Le attività ammesse ai fini dell’attribuzione dei punteggi sono le seguenti:

  • Commercio di vicinato non alimentare: articoli sportivi, abbigliamento, biciclette, elementi di arredo e design, libri, giocattoli, saponi/detersivi biologici, articoli d’arte/antiquariato.
  • Commercio di vicinato alimentare: generi alimentari da agricoltura biologica o a Km 0, prodotti macrobiotici/biodinamici, merceologie esclusive (quali cacao, caffè, etc.), carne equina, prodotti ittici freschi, salumi/formaggi e prodotti di gastronomia della cultura locale e regionale italiana, vini e spumanti IGP, DOC e DOCG, birre artigianali e liquori tipici della cultura locale e regionale italiana;
  • Artigianato di servizio non alimentare: conservazione e restauro di arredi e complementi, riparazione biciclette, lavanderia e stireria, mestieri tradizionali ex D.P.R. 25 maggio 2001, n. 288 (ad es. lavorazione di abbigliamento su misura, estetisti, acconciatori, etc.);
  • Artigianato di servizio alimentare: succhi/frullati/piatti a base di frutta e verdura fresca, mestieri tradizionali ex D.P.R. 25 maggio 2001, n. 288 (ad es. produzione di paste alimentari), specialità gastronomiche tipiche della cultura locale e regionale italiana.

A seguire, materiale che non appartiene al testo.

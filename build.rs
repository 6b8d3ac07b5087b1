fn main() {
    // Build date for the version banner
    let build_date = chrono::Utc::now()
        .format("%Y-%m-%d %H:%M:%S UTC")
        .to_string();
    println!("cargo:rustc-env=BUILD_DATE={}", build_date);
}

Per B.go Romagnosi/Galleria Bassa dei Magnani/Galleria Polidoro, oltre alle tipologie e merceologie previste per il comparto Garibaldi/Verdi, è possibile insediare anche esercizi di somministrazione di alimenti e bevande tipo ristorazione, a basso impatto, con servizio al tavolo e orari di esercizio non eccedenti le ore 24.00. Verrà considerato elemento prioritario nella valutazione del progetto, la previsione di funzioni accessorie alla frequentazione del centro storico quali servizio di baby parking, deposito biciclette, spazio lavoro singolo o in coworking, etc.

Le istanze dovranno essere redatte sull’apposito modello, corredate degli allegati ivi indicati e presentate a partire dal giorno 10 luglio 2019 fino al giorno 16 settembre 2019:

  • a mano all’Ufficio Protocollo del Comune, in L.go Torello De Strada n. 11/a;
  • mediante Raccomandata a.r., indirizzata a: Comune di Parma – Settore Pianificazione e Regolamentazione Economica – L.go Torello De Strada n. 11/a – 43121 Parma (Pr);
  • in modalità telematica all’indirizzo PEC sviluppoeconomico@pec.comune.parma.it

Non entreranno in graduatoria le istanze con un punteggio inferiore a 50 punti.
La graduatoria verrà pubblicata entro 60 giorni dalla chiusura dell’Avviso pubblico e l’erogazione dei contributi ai beneficiari avverrà entro 90 giorni dalla pubblicazione.
I beneficiari sono tenuti a mantenere la titolarità dell’esercizio e il progetto d’impresa presentato nel locale oggetto di finanziamento per almeno 36 mesi e assicurare l’apertura dell’attività in misura non inferiore a 36 ore settimanali.